948 名前:人間七七四年[sage] 投稿日:2021/02/27(土) 10:08:10.28 ID:ncXOF1lg
栃木のエラスムス木像

栃木県佐野市の龍江院に所蔵されているエラスムス像は、現在東京国立博物館に寄託され
国の重要文化財に指定されているが、像主が比定されるまで紆余曲折があった。

https://upload.wikimedia.org/wikipedia/commons/f/f3/Wood_figure_of_Desiderius_Erasmus.JPG
Wood_figure_of_Desiderius_Erasmus.jpg

この像は当初貨狄像(中国の伝説上の船の発明者)とされていたが、大正9年(1920年)に栃木の郷土史家
丸山瓦全によって"キリスト教の宣教師の木像"として紹介されると、大正13年にはバチカンで催された
世界宗教博覧会に在日本キリスト教聖人像として写真が出品され、西洋の学者が知るところとなった。

像の右手が持つ巻物には「ER□□MVS R□□TE□□□M 1598」と刻まれており、これがオランダの
偉人エラスムスであり、ロッテルダムで1598年に就航したリーフデ号の船尾の飾りであることが分かった。
リーフデ号は幕府旗本のウィリアム・アダムス(三浦按針)が日本に漂着した際に乗っていた船である。
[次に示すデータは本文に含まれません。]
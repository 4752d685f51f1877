//! Shared manager lifecycle pieces.
//!
//! A manager is prepared exactly once, during construction: the supplied
//! configuration is iterated, disabled (`None`) terms are skipped silently,
//! each remaining descriptor is resolved and validated, and terms are
//! grouped by group or mode. Construction returns `Result`, so an
//! unprepared manager value cannot exist; changing a term set means
//! rebuilding the manager (individual descriptors can be replaced by name
//! via `set_term_cfg`, which re-validates only that term).

use std::collections::HashMap;

use corral_core::subset::EnvIds;

// ---------------------------------------------------------------------------
// Manager
// ---------------------------------------------------------------------------

/// Telemetry returned by [`Manager::reset`]: metric name → value.
pub type ResetMetrics = HashMap<String, f32>;

/// Common lifecycle of every term manager.
pub trait Manager {
    /// Number of active terms across all groups/modes.
    fn num_terms(&self) -> usize;

    /// Reset per-term state for the selected environments, returning
    /// telemetry (may be empty if the manager kind defines no resettable
    /// metrics).
    fn reset(&mut self, env_ids: &EnvIds) -> ResetMetrics;
}

// ---------------------------------------------------------------------------
// TermTable
// ---------------------------------------------------------------------------

/// Hand-formatted ASCII table for the managers' diagnostic summaries.
pub(crate) struct TermTable {
    title: String,
    headers: Vec<String>,
    rows: Vec<Vec<String>>,
}

impl TermTable {
    pub(crate) fn new(title: impl Into<String>, headers: &[&str]) -> Self {
        Self {
            title: title.into(),
            headers: headers.iter().map(ToString::to_string).collect(),
            rows: Vec::new(),
        }
    }

    pub(crate) fn row(&mut self, cells: Vec<String>) {
        debug_assert_eq!(cells.len(), self.headers.len());
        self.rows.push(cells);
    }

    pub(crate) fn render(&self) -> String {
        let mut widths: Vec<usize> = self.headers.iter().map(String::len).collect();
        for row in &self.rows {
            for (width, cell) in widths.iter_mut().zip(row) {
                *width = (*width).max(cell.len());
            }
        }

        // Interior width of the box: per-column width plus padding and
        // separators, minus the outer borders.
        let mut interior: usize = widths.iter().map(|w| w + 3).sum::<usize>() - 1;
        if self.title.len() > interior {
            let extra = self.title.len() - interior;
            if let Some(last) = widths.last_mut() {
                *last += extra;
            }
            interior += extra;
        }

        let separator = {
            let mut line = String::from("+");
            for width in &widths {
                line.push_str(&"-".repeat(width + 2));
                line.push('+');
            }
            line
        };
        let title_border = format!("+{}+", "-".repeat(interior));

        let mut out = String::new();
        out.push_str(&title_border);
        out.push('\n');
        let pad = interior - self.title.len();
        let left = pad / 2;
        out.push_str(&format!(
            "|{}{}{}|\n",
            " ".repeat(left),
            self.title,
            " ".repeat(pad - left)
        ));
        out.push_str(&separator);
        out.push('\n');
        out.push_str(&render_row(&self.headers, &widths));
        out.push_str(&separator);
        out.push('\n');
        for row in &self.rows {
            out.push_str(&render_row(row, &widths));
        }
        out.push_str(&separator);
        out.push('\n');
        out
    }
}

fn render_row(cells: &[String], widths: &[usize]) -> String {
    let mut line = String::from("|");
    for (cell, &width) in cells.iter().zip(widths) {
        line.push_str(&format!(" {cell:<width$} |"));
    }
    line.push('\n');
    line
}

// ---------------------------------------------------------------------------
// Tests
// ---------------------------------------------------------------------------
龍江院は幕府旗本の牧野氏の菩提寺であり、この像も牧野氏ゆかりの品と共に納められていたため
長旅でボロボロになったリーフデ号が遂に解体された際、旗本として立ち会った
牧野成里(あるいは子の成純)が木像を持ち帰ったのではないかと推測されている。

ちなみに地元ではこれは"小豆とぎババー"で夜中にお堂の中で小豆を研いでいるが、子供が親の云うことを
聞かないときはこれがやってきて子供を驚かせるという話や、この像がムジナに化けて村人を騙すだとか
「チャンピロリン」「チャンピロリン」と歌い出すなど様々な伝承があり、有名な木像であったらしい。

またエラスムス像と判明した際、これがオランダ最古の木彫になることが分かり返還要請があったが
丁重に断ったという。1998年にはオランダへの里帰り展示が実現した。

参照
Wikipedia「貨狄尊者』
https://ja.wikipedia.org/wiki/%E8%B2%A8%E7%8B%84%E5%B0%8A%E8%80%85



949 名前:人間七七四年[] 投稿日:2021/02/27(土) 10:47:01.05 ID:0Mq45N13
>>948
どこをどう見て小豆とぎババーになったんだろう?笑
ブロッコリーみたいな頭とか?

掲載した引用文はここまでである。